Paul Simonon and Slaves Africa Express
Slaves, Paul Simonon and Pauline Black perform at Africa Express: The Circus as part of Waltham Forest London Borough of Culture 2019. Photo by Brendan Bell

Before that, Slaves performing The Clash’s ‘Guns of Brixton’ with Paul Simonon on bass (and vocals) and Dave Rowntree on drums and The Good, the Bad & The Queen performing ‘Nineteen Seventeen’ are both mid-evening high points. Musically a nod to an era that lost a legend this week in The Beat’s Ranking Roger, who received a deserved mention.

Not all the highlights belong to the biggest names, though. Early in the evening (it began at 6pm), Georgia’s rendition of ‘City In Lights’ stuns the crowd into silence. Likewise, when Wolf Alice’s Ellie Rowsell, Joan As Policewoman, Rokia Traore and Dobet Gnahoré join forces on a soaring interpretation of Nina Simone’s ‘I Wish I Knew How It Felt To Be Free’. There’s then a slowed-down version of Prince’s ‘Kiss’ led by Joan As Policewoman, that, strange as it is, somehow works.

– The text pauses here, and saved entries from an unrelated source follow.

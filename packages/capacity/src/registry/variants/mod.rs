//! Built-in capacity substructures.

mod thermal;

pub use thermal::ThermalStorageCapacity;
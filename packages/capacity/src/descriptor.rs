//! Capacity descriptor: the decoded form of one `<capacity>` element.

use std::collections::BTreeMap;

use roxmltree::Node;
use serde::Serialize;

use crate::config::{BASE_CAPACITY_TAG, INFLUENCE_FACTORS_TAG};
use crate::error::{DecodeError, Result};
use crate::influence::{ElasticityModel, InfluenceFactor, InfluenceFactors};
use crate::range::RangeTable;
use crate::registry::{CapacityHandle, CapacitySubstructure};
use crate::services::{DecodeContext, Distribution, TimeseriesModel};
use crate::types::AttributeEnum;
use crate::xml::{
    element_children, element_path, get_tag_name, parse_enum_attribute, require_descendant,
};

/// Declared kind of base capacity.
#[derive(Debug, Clone, Copy, PartialEq, Eq, Serialize)]
#[serde(rename_all = "SCREAMING_SNAKE_CASE")]
pub enum BaseCapacityType {
    Population,
    Individual,
    Timeseries,
}

impl AttributeEnum for BaseCapacityType {
    const VARIANTS: &'static [&'static str] = &["POPULATION", "INDIVIDUAL", "TIMESERIES"];

    fn from_attribute(value: &str) -> Option<Self> {
        match value {
            "POPULATION" => Some(Self::Population),
            "INDIVIDUAL" => Some(Self::Individual),
            "TIMESERIES" => Some(Self::Timeseries),
            _ => None,
        }
    }

    fn as_str(&self) -> &'static str {
        match self {
            Self::Population => "POPULATION",
            Self::Individual => "INDIVIDUAL",
            Self::Timeseries => "TIMESERIES",
        }
    }
}

/// Base capacity model; the variant always matches the declared type.
#[derive(Debug, Clone, PartialEq, Serialize)]
#[serde(tag = "type", content = "model", rename_all = "SCREAMING_SNAKE_CASE")]
pub enum BaseCapacity {
    /// Capacity of the whole population, from `<populationCapacity>`.
    Population(Distribution),
    /// Capacity per individual, from `<individualCapacity>`.
    Individual(Distribution),
    /// Replayed timeseries, from `<timeseriesModel>`.
    Timeseries(TimeseriesModel),
}

impl BaseCapacity {
    #[must_use]
    pub fn capacity_type(&self) -> BaseCapacityType {
        match self {
            Self::Population(_) => BaseCapacityType::Population,
            Self::Individual(_) => BaseCapacityType::Individual,
            Self::Timeseries(_) => BaseCapacityType::Timeseries,
        }
    }

    /// Decode a `<baseCapacity type="..">` section.
    fn decode(owner: &str, node: Node<'_, '_>, ctx: &DecodeContext<'_>) -> Result<Self> {
        let capacity_type: BaseCapacityType = parse_enum_attribute(node, "type")?;
        let base = match capacity_type {
            BaseCapacityType::Population => {
                let element = require_descendant(node, "populationCapacity")?;
                Self::Population(ctx.distributions().build(ctx.services(), owner, element)?)
            }
            BaseCapacityType::Individual => {
                let element = require_descendant(node, "individualCapacity")?;
                Self::Individual(ctx.distributions().build(ctx.services(), owner, element)?)
            }
            BaseCapacityType::Timeseries => {
                let element = require_descendant(node, "timeseriesModel")?;
                Self::Timeseries(ctx.timeseries().build(element)?)
            }
        };
        Ok(base)
    }
}

/// Decoded configuration of one capacity.
///
/// Only [`CapacityDescriptor::decode`] creates descriptors, so every
/// instance is fully populated and read-only afterwards.
#[derive(Debug)]
pub struct CapacityDescriptor {
    name: String,
    description: String,
    base_capacity: BaseCapacity,
    influence: InfluenceFactors,
    substructures: BTreeMap<String, Box<dyn CapacitySubstructure>>,
}

impl CapacityDescriptor {
    /// Decode a `<capacity>` element.
    ///
    /// Direct children are handled in document order: `baseCapacity` and
    /// `influenceFactors` are decoded here, every other tag goes to the
    /// substructure registry. Tags the registry does not know are logged and
    /// skipped. Both fixed sections are required.
    ///
    /// # Errors
    /// Returns `DecodeError::Capacity` naming this capacity and wrapping the
    /// first fatal error.
    pub fn decode(
        name: impl Into<String>,
        node: Node<'_, '_>,
        ctx: &DecodeContext<'_>,
    ) -> Result<Self> {
        let name = name.into();
        let _span = tracing::debug_span!("capacity", capacity = %name).entered();

        Self::decode_sections(&name, node, ctx).map_err(|source| DecodeError::Capacity {
            name: name.clone(),
            source: Box::new(source),
        })
    }

    fn decode_sections(name: &str, node: Node<'_, '_>, ctx: &DecodeContext<'_>) -> Result<Self> {
        let mut base_capacity = None;
        let mut influence = None;
        let mut substructures: BTreeMap<String, Box<dyn CapacitySubstructure>> = BTreeMap::new();

        for child in element_children(node) {
            let tag = get_tag_name(child);
            match tag {
                BASE_CAPACITY_TAG => {
                    let decoded = BaseCapacity::decode(name, child, ctx)?;
                    if base_capacity.replace(decoded).is_some() {
                        tracing::warn!(tag, "Repeated section, keeping the last one");
                    }
                }
                INFLUENCE_FACTORS_TAG => {
                    let decoded = InfluenceFactors::decode(child)?;
                    if influence.replace(decoded).is_some() {
                        tracing::warn!(tag, "Repeated section, keeping the last one");
                    }
                }
                _ => {
                    let owner = CapacityHandle::new(name, ctx.services());
                    match ctx.registry().create(tag, &owner) {
                        Ok(mut substructure) => {
                            substructure.decode(child)?;
                            if substructures.insert(tag.to_string(), substructure).is_some() {
                                tracing::warn!(tag, "Repeated substructure, keeping the last one");
                            }
                        }
                        Err(err) => {
                            tracing::warn!(error = %err, tag, "Skipping capacity element");
                        }
                    }
                }
            }
        }

        let missing = |element: &str| DecodeError::MissingElement {
            element: element.to_string(),
            context: element_path(node),
        };
        let base_capacity = base_capacity.ok_or_else(|| missing(BASE_CAPACITY_TAG))?;
        let influence = influence.ok_or_else(|| missing(INFLUENCE_FACTORS_TAG))?;

        tracing::debug!(
            base = base_capacity.capacity_type().as_str(),
            substructures = substructures.len(),
            "Decoded capacity"
        );

        Ok(Self {
            name: name.to_string(),
            description: node.attribute("description").unwrap_or_default().to_string(),
            base_capacity,
            influence,
            substructures,
        })
    }

    #[must_use]
    pub fn name(&self) -> &str {
        &self.name
    }

    /// The `description` attribute, empty when absent.
    #[must_use]
    pub fn description(&self) -> &str {
        &self.description
    }

    #[must_use]
    pub fn base_capacity(&self) -> &BaseCapacity {
        &self.base_capacity
    }

    #[must_use]
    pub fn influence(&self) -> &InfluenceFactors {
        &self.influence
    }

    #[must_use]
    pub fn daily_skew(&self) -> &[f64] {
        self.influence.daily_skew()
    }

    #[must_use]
    pub fn hourly_skew(&self) -> &[f64] {
        self.influence.hourly_skew()
    }

    #[must_use]
    pub fn temperature(&self) -> &InfluenceFactor {
        self.influence.temperature()
    }

    #[must_use]
    pub fn wind_speed(&self) -> &InfluenceFactor {
        self.influence.wind_speed()
    }

    #[must_use]
    pub fn wind_direction(&self) -> &InfluenceFactor {
        self.influence.wind_direction()
    }

    #[must_use]
    pub fn cloud_cover(&self) -> &InfluenceFactor {
        self.influence.cloud_cover()
    }

    #[must_use]
    pub fn benchmark_rates(&self) -> &RangeTable {
        self.influence.benchmark_rates()
    }

    #[must_use]
    pub fn elasticity_model(&self) -> &ElasticityModel {
        self.influence.elasticity_model()
    }

    #[must_use]
    pub fn curtailment_shifts(&self) -> Option<&[f64]> {
        self.influence.curtailment_shifts()
    }

    /// Substructures by tag, in tag order.
    #[must_use]
    pub fn substructures(&self) -> &BTreeMap<String, Box<dyn CapacitySubstructure>> {
        &self.substructures
    }

    /// Substructure registered under `tag`.
    #[must_use]
    pub fn substructure(&self, tag: &str) -> Option<&dyn CapacitySubstructure> {
        self.substructures.get(tag).map(|s| s.as_ref())
    }

    /// Substructure under `tag`, if it is of type `T`.
    #[must_use]
    pub fn substructure_as<T: 'static>(&self, tag: &str) -> Option<&T> {
        self.substructure(tag)?.as_any().downcast_ref::<T>()
    }
}
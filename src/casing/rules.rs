use super::exceptions::{is_always_lower, is_internal_symbol, is_transition_point};
use super::tokenizer::Token;

/// How a token is rendered in the output.
#[derive(Debug, Clone, Copy, PartialEq, Eq)]
pub enum Casing {
    Original,
    Lower,
    Capitalize,
}

/// The rule that decided a token's casing, in priority order.
#[derive(Debug, Clone, Copy, PartialEq, Eq)]
pub enum Rule {
    /// Separators always pass through.
    Separator,
    /// Uppercase letter after the first character (`iTunes`, `CEO`).
    InternalCapital,
    /// Next to a bare `.` (`del.icio.us`).
    AdjacentDot,
    /// Next to a single joining symbol (`Q&A`).
    AdjacentSymbol,
    /// First or last token of the title.
    TitleBoundary,
    /// `v`, `vs`, `id`, `est` followed by a dot.
    LatinAbbreviation,
    /// Minor word opening a new clause after `:`, `-`, `*` or `@`.
    AfterTransition,
    /// Minor word, or the tail of an apostrophe compound (`'s`, `'t`).
    MinorWord,
    Default,
}

impl Rule {
    pub fn casing(self) -> Casing {
        match self {
            Rule::Separator | Rule::InternalCapital | Rule::AdjacentSymbol => Casing::Original,
            Rule::AdjacentDot | Rule::LatinAbbreviation | Rule::MinorWord => Casing::Lower,
            Rule::TitleBoundary | Rule::AfterTransition | Rule::Default => Casing::Capitalize,
        }
    }
}

/// Pick the first rule that matches the token at `i`.
///
/// `is_exception` answers whether a lowercase word is a minor word for this
/// invocation (built-in tables plus any extras).
pub fn decide<F>(tokens: &[Token<'_>], i: usize, is_exception: F) -> Rule
where
    F: Fn(&str) -> bool,
{
    let token = &tokens[i];
    if !token.is_word() {
        return Rule::Separator;
    }

    let word = token.lower.as_str();
    let prev = i.checked_sub(1).map(|p| tokens[p].lower.as_str());
    let next = tokens.get(i + 1).map(|t| t.lower.as_str());
    let neighbours = [prev, next];

    if has_internal_capital(token.original) {
        return Rule::InternalCapital;
    }
    if neighbours.contains(&Some(".")) {
        return Rule::AdjacentDot;
    }
    if neighbours.iter().flatten().any(|s| is_internal_symbol(s)) {
        return Rule::AdjacentSymbol;
    }
    if i == 0 || i == tokens.len() - 1 {
        return Rule::TitleBoundary;
    }
    if is_always_lower(word) && next.is_some_and(|n| n.starts_with('.')) {
        return Rule::LatinAbbreviation;
    }

    let exception = is_exception(word);
    if exception && prev.is_some_and(is_transition_point) {
        return Rule::AfterTransition;
    }
    if exception || is_apostrophe_tail(tokens, i) {
        return Rule::MinorWord;
    }

    Rule::Default
}

fn has_internal_capital(original: &str) -> bool {
    original.chars().skip(1).any(char::is_uppercase)
}

fn is_apostrophe_tail(tokens: &[Token<'_>], i: usize) -> bool {
    i > 1 && tokens[i - 1].lower == "'" && tokens[i - 2].is_word()
}

#[cfg(test)]
mod tests {
    use super::*;
    use crate::casing::exceptions::is_exception;
    use crate::casing::tokenizer::tokenize;

    fn rules_for(input: &str) -> Vec<(String, Rule)> {
        let tokens = tokenize(input);
        (0..tokens.len())
            .filter(|&i| tokens[i].is_word())
            .map(|i| (tokens[i].original.to_string(), decide(&tokens, i, is_exception)))
            .collect()
    }

    fn rule_of(input: &str, word: &str) -> Rule {
        rules_for(input)
            .into_iter()
            .find(|(w, _)| w == word)
            .map(|(_, r)| r)
            .unwrap()
    }

    #[test]
    fn test_separators_pass_through() {
        let tokens = tokenize("a, b");
        assert_eq!(decide(&tokens, 1, is_exception), Rule::Separator);
        assert_eq!(Rule::Separator.casing(), Casing::Original);
    }

    #[test]
    fn test_internal_capital_wins_over_everything() {
        assert_eq!(rule_of("iTunes is amazing", "iTunes"), Rule::InternalCapital);
        assert_eq!(rule_of("AT&T fires CEO", "AT"), Rule::InternalCapital);
        assert_eq!(rule_of("AT&T fires CEO", "CEO"), Rule::InternalCapital);
        // also dot-adjacent, rule order keeps the original
        assert_eq!(rule_of("the eBay.com deal", "eBay"), Rule::InternalCapital);
    }

    #[test]
    fn test_adjacent_dot() {
        assert_eq!(rule_of("del.icio.us steals hearts", "del"), Rule::AdjacentDot);
        assert_eq!(rule_of("del.icio.us steals hearts", "icio"), Rule::AdjacentDot);
        assert_eq!(rule_of("del.icio.us steals hearts", "us"), Rule::AdjacentDot);
    }

    #[test]
    fn test_adjacent_symbol() {
        assert_eq!(rule_of("AT&T fires CEO", "T"), Rule::AdjacentSymbol);
        assert_eq!(rule_of("Q&A with bob", "Q"), Rule::AdjacentSymbol);
        assert_eq!(rule_of("Q&A with bob", "A"), Rule::AdjacentSymbol);
    }

    #[test]
    fn test_title_boundary_is_positional() {
        assert_eq!(rule_of("the big rabbit", "the"), Rule::TitleBoundary);
        assert_eq!(rule_of("the big rabbit", "rabbit"), Rule::TitleBoundary);
        // a trailing separator means the last word is not the last token
        assert_eq!(rule_of("\"afraid of?\"", "of"), Rule::MinorWord);
        // a lone "?" counts as a joining symbol
        assert_eq!(rule_of("afraid of?", "of"), Rule::AdjacentSymbol);
    }

    #[test]
    fn test_latin_abbreviation() {
        assert_eq!(rule_of("this v. that", "v"), Rule::LatinAbbreviation);
        assert_eq!(rule_of("this vs. that", "vs"), Rule::LatinAbbreviation);
        assert_eq!(rule_of("this vs that", "vs"), Rule::Default);
    }

    #[test]
    fn test_after_transition() {
        assert_eq!(rule_of("kids: a primer", "a"), Rule::AfterTransition);
        assert_eq!(rule_of("rock - the return", "the"), Rule::AfterTransition);
        assert_eq!(rule_of("quotes: 'a trick'", "a"), Rule::MinorWord);
    }

    #[test]
    fn test_minor_words_and_apostrophe_tails() {
        assert_eq!(rule_of("the big rabbit in town", "in"), Rule::MinorWord);
        assert_eq!(rule_of("what's the problem", "s"), Rule::MinorWord);
        assert_eq!(rule_of("what's the problem", "what"), Rule::TitleBoundary);
    }

    #[test]
    fn test_default() {
        assert_eq!(rule_of("the big rabbit", "big"), Rule::Default);
        assert_eq!(Rule::Default.casing(), Casing::Capitalize);
    }
}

Ellie Rowsell Africa Express
Ellie Rowsell (Wolf Alice) performs at Africa Express: The Circus as part of Waltham Forest London Borough of Culture 2019. Photo by Brendan Bell

More impressive is that the momentum of the show never really drops, given that it lasts more than 300 minutes. It ends, well-over curfew, with a party of artists dancing. Damon doesn’t want to leave the stage, a manager visibly trying to encourage the band to stop. For a moment there’s confusion about what’s going on, a reluctance to go, and that seems appropriate on a day like today.